*Task goal:* Copy each line of the records that holds the string "ImportStatus".

*Extracted records:*
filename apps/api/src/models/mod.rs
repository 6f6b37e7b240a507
pub mod candidate;
pub mod job;
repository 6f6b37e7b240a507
//! Axum route handlers for the dashboard.

use axum::{
    extract::{Query, State},
    Json,
};
use chrono::Utc;
use serde::{Deserialize, Serialize};

use super::{
    comprehensive, education_distribution, job_stats, overview, submission_trend, top_skills,
    Analytics, DailyCount, DashboardOverview, EducationShare, JobStats, SkillCount,
    DEFAULT_TOP_SKILLS, DEFAULT_TREND_DAYS, MAX_TOP_SKILLS, MAX_TREND_DAYS,
};
use crate::errors::AppError;
use crate::state::AppState;

// ────────────────────────────────────────────────────────────────────────────
// Request / Response types
// ────────────────────────────────────────────────────────────────────────────

#[derive(Debug, Deserialize)]
pub struct LimitQuery {
    pub limit: Option<usize>,
}

#[derive(Debug, Deserialize)]
pub struct DaysQuery {
    pub days: Option<u64>,
}

#[derive(Debug, Serialize)]
#[serde(rename_all = "camelCase")]
pub struct TopSkillsResponse {
    pub top_skills: Vec<SkillCount>,
}

#[derive(Debug, Serialize)]
pub struct TrendResponse {
    pub trend: Vec<DailyCount>,
    pub days: u64,
}

#[derive(Debug, Serialize)]
pub struct EducationResponse {
    pub distribution: Vec<EducationShare>,
}

// ────────────────────────────────────────────────────────────────────────────
// Handlers
// ────────────────────────────────────────────────────────────────────────────

/// GET /dashboard/stats
pub async fn handle_stats(
    State(state): State<AppState>,
) -> Result<Json<DashboardOverview>, AppError> {
    let candidates = state.store.list_candidates().await?;
    let jobs = state.store.list_jobs().await?;
    Ok(Json(overview(&candidates, &jobs, Utc::now())))
}

/// GET /dashboard/top-skills?limit=
pub async fn handle_top_skills(
    State(state): State<AppState>,
    Query(params): Query<LimitQuery>,
) -> Result<Json<TopSkillsResponse>, AppError> {
    let limit = match params.limit.unwrap_or(DEFAULT_TOP_SKILLS) {
        0 => return Err(AppError::Validation("limit must be at least 1".to_string())),
        n => n.min(MAX_TOP_SKILLS),
    };

    let candidates = state.store.list_candidates().await?;
    Ok(Json(TopSkillsResponse {
        top_skills: top_skills(&candidates, limit),
    }))
}

/// GET /dashboard/submission-trend?days=
pub async fn handle_submission_trend(
    State(state): State<AppState>,
    Query(params): Query<DaysQuery>,
) -> Result<Json<TrendResponse>, AppError> {
    let days = match params.days.unwrap_or(DEFAULT_TREND_DAYS) {
        0 => return Err(AppError::Validation("days must be at least 1".to_string())),
        n => n.min(MAX_TREND_DAYS),
    };

    let candidates = state.store.list_candidates().await?;
    Ok(Json(TrendResponse {
        trend: submission_trend(&candidates, days, Utc::now().date_naive()),
        days,
    }))
}

/// GET /dashboard/job-stats
pub async fn handle_job_stats(State(state): State<AppState>) -> Result<Json<JobStats>, AppError> {
    let jobs = state.store.list_jobs().await?;
    Ok(Json(job_stats(&jobs)))
}

/// GET /dashboard/education-distribution
pub async fn handle_education_distribution(
    State(state): State<AppState>,
) -> Result<Json<EducationResponse>, AppError> {
    let candidates = state.store.list_candidates().await?;
    Ok(Json(EducationResponse {
        distribution: education_distribution(&candidates),
    }))
}

/// GET /dashboard/analytics
pub async fn handle_analytics(State(state): State<AppState>) -> Result<Json<Analytics>, AppError> {
    let candidates = state.store.list_candidates().await?;
    let jobs = state.store.list_jobs().await?;
    Ok(Json(comprehensive(&candidates, &jobs, Utc::now())))
}
//! Resume intake: uploaded files in, stored candidate profiles out.
//!
//! Each file succeeds or fails on its own. A corrupt or unsupported file is
//! reported in the import report and never aborts the rest of the batch.

use bytes::Bytes;
use serde::Serialize;
use uuid::Uuid;

use crate::embedding::EmbeddingStatus;
use crate::errors::AppError;
use crate::extraction::{check_size, Document, DocumentFormat, ExtractError};
use crate::parsing::profile::ProfileSummary;

pub mod handlers;
pub mod ingest;

pub const MAX_FILES_PER_IMPORT: usize = 10;

/// One uploaded file as received from the client.
#[derive(Debug, Clone)]
pub struct Upload {
    pub filename: Option<String>,
    pub content_type: Option<String>,
    pub bytes: Bytes,
}

impl Upload {
    /// Resolves the declared format and enforces the size limit.
    pub fn into_document(self, max_bytes: usize) -> Result<Document, ExtractError> {
        let format =
            DocumentFormat::detect(self.content_type.as_deref(), self.filename.as_deref())?;
        let document = Document::new(self.bytes, format);
        check_size(&document, max_bytes)?;
        Ok(document)
    }
}

#[derive(Debug, Clone, Copy, PartialEq, Eq, Serialize)]
#[serde(rename_all = "lowercase")]
pub enum ImportStatus {
    Imported,
    Failed,
}

#[derive(Debug, Clone, PartialEq, Serialize)]
pub struct ErrorBody {
    pub code: &'static str,
    pub message: String,
}

#[derive(Debug, Clone, PartialEq, Serialize)]
#[serde(rename_all = "camelCase")]
pub struct FileOutcome {
    pub filename: Option<String>,
    pub status: ImportStatus,
    #[serde(skip_serializing_if = "Option::is_none")]
    pub candidate_id: Option<Uuid>,
    #[serde(skip_serializing_if = "Option::is_none")]
    pub embedding: Option<EmbeddingStatus>,
    #[serde(skip_serializing_if = "Option::is_none")]
    pub summary: Option<ProfileSummary>,
    /// Set when the file was imported but could not be embedded.
    #[serde(skip_serializing_if = "Option::is_none")]
    pub warning: Option<String>,
    #[serde(skip_serializing_if = "Option::is_none")]
    pub error: Option<ErrorBody>,
}

impl FileOutcome {
    pub fn failed(filename: Option<String>, error: &AppError) -> Self {
        Self {
            filename,
            status: ImportStatus::Failed,
            candidate_id: None,
            embedding: None,
            summary: None,
            warning: None,
            error: Some(ErrorBody {
                code: error.code(),
                message: error.public_message(),
            }),
        }
    }
}

#[derive(Debug, Clone, PartialEq, Serialize)]
pub struct ImportReport {
    pub imported: usize,
    pub failed: usize,
    pub files: Vec<FileOutcome>,
}

impl ImportReport {
    pub fn from_outcomes(files: Vec<FileOutcome>) -> Self {
        let imported = files
            .iter()
            .filter(|f| f.status == ImportStatus::Imported)
            .count();
        Self {
            imported,
            failed: files.len() - imported,
            files,
        }
    }
}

*Task response:*
pub enum ImportStatus {
    pub status: ImportStatus,
            status: ImportStatus::Failed,
            .filter(|f| f.status == ImportStatus::Imported)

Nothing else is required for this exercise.